══ The records
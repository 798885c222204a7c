//! Combinatorial bounds that decide how much of `x` can be fixed per step.
//!
//! Every function here is a pure function of small integers and is memoized
//! with a process-lifetime cache: the reconstructors request the same
//! `(n, t)` pairs over and over, across iterations and across runs.
//!
//! Values are `u128` and saturate instead of overflowing. A saturated bound
//! simply means no realistic trace count can exceed it.
//!
//! Arguments are signed because the recursions and the threshold searches
//! step below zero (`n - i - 1`, `t - i`), where the bounds are defined to
//! be zero.

use cached::proc_macro::cached;

use crate::error::{Error, Result};
use crate::utils::binomial;

/// Maximum size of a deletion ball: the largest number of distinct strings
/// obtainable by deleting `t` symbols from a length-`n` string over a
/// `q`-letter alphabet.
///
/// Recursion peels one alphabet letter per level:
/// `D(n, t, q) = Σ_{i=0}^{t} C(n−t, i) · D(t, t−i, q−1)`.
#[cached]
pub fn max_deletion_ball_size(n: i64, t: i64, q: i64) -> u128 {
    if n < t || t < 0 {
        return 0;
    }
    if q == 1 {
        return 1;
    }
    let mut size: u128 = 0;
    for i in 0..=t {
        let term = binomial(n - t, i).saturating_mul(max_deletion_ball_size(t, t - i, q - 1));
        size = size.saturating_add(term);
    }
    size
}

/// Maximum number of length-`n − t` strings that are common subsequences of
/// two distinct length-`n` strings.
#[cached]
pub fn max_common_subsequences(n: i64, t: i64, q: i64) -> u128 {
    if n <= t || t <= 0 {
        return 0;
    }
    max_deletion_ball_size(n, t, q)
        .saturating_add(max_deletion_ball_size(n - 2, t - 1, q))
        .saturating_sub(max_deletion_ball_size(n - 1, t, q))
}

/// Maximum size of an insertion ball: `Σ_{i=0}^{t} C(n+t, i) · (q−1)^i`.
#[cached]
pub fn max_insertion_ball_size(n: i64, t: i64, q: i64) -> u128 {
    if n < 0 || t < 0 {
        return 0;
    }
    let base = (q - 1).max(0) as u128;
    let mut size: u128 = 0;
    let mut power: u128 = 1;
    for i in 0..=t {
        size = size.saturating_add(binomial(n + t, i).saturating_mul(power));
        power = power.saturating_mul(base);
    }
    size
}

/// Maximum number of length-`n + t` binary strings that are common
/// supersequences of two distinct length-`n` binary strings.
#[cached]
pub fn max_common_supersequences(n: i64, t: i64) -> u128 {
    if t <= 0 {
        return 0;
    }
    let mut sum: u128 = 0;
    for i in 1..=t {
        sum = sum.saturating_add(max_insertion_ball_size(n, t - i, 2));
    }
    sum.saturating_mul(2)
}

/// Number of traces the subsequence path keeps at state `(n, t)`.
pub fn subsequence_quota(n: usize, t: usize, q: usize) -> u128 {
    max_common_subsequences(n as i64, t as i64, q as i64).saturating_add(1)
}

/// Number of traces the supersequence path keeps at state `(n, t)`.
pub fn supersequence_quota(n: usize, t: usize) -> u128 {
    max_common_supersequences(n as i64, t as i64).saturating_add(1)
}

/// Smallest `i < q` with `ordered_counts[i] > max_common_subsequences(n−i−1, t−i, q)`.
///
/// `ordered_counts` must be the composition counts sorted in descending
/// order. The returned `i` means the first `i + 1` ranked symbols are forced.
pub fn subsequence_threshold(
    n: usize,
    t: usize,
    ordered_counts: &[usize],
    q: usize,
) -> Result<usize> {
    let (n_s, t_s, q_s) = (n as i64, t as i64, q as i64);
    ordered_counts
        .iter()
        .take(q)
        .enumerate()
        .find(|&(i, &w)| {
            let i = i as i64;
            w as u128 > max_common_subsequences(n_s - i - 1, t_s - i, q_s)
        })
        .map(|(i, _)| i)
        .ok_or_else(|| Error::ambiguous(n, t, "no subsequence threshold index"))
}

/// Smallest `i` in `0..=t` with `m_vector[i] > max_common_supersequences(n−1, t−i)`.
///
/// The returned `i` is the number of leading insertions skipped before the
/// first symbol of `x` in the kept traces.
pub fn supersequence_threshold(n: usize, t: usize, m_vector: &[usize]) -> Result<usize> {
    let (n_s, t_s) = (n as i64, t as i64);
    m_vector
        .iter()
        .take(t + 1)
        .enumerate()
        .find(|&(i, &w)| w as u128 > max_common_supersequences(n_s - 1, t_s - i as i64))
        .map(|(i, _)| i)
        .ok_or_else(|| Error::ambiguous(n, t, "no supersequence threshold index"))
}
════
## Exercise requirements:
Where the word "distinct" shows up in a line of the listing, return that line.

## Your solution:
/// Maximum size of a deletion ball: the largest number of distinct strings
/// two distinct length-`n` strings.
/// supersequences of two distinct length-`n` binary strings.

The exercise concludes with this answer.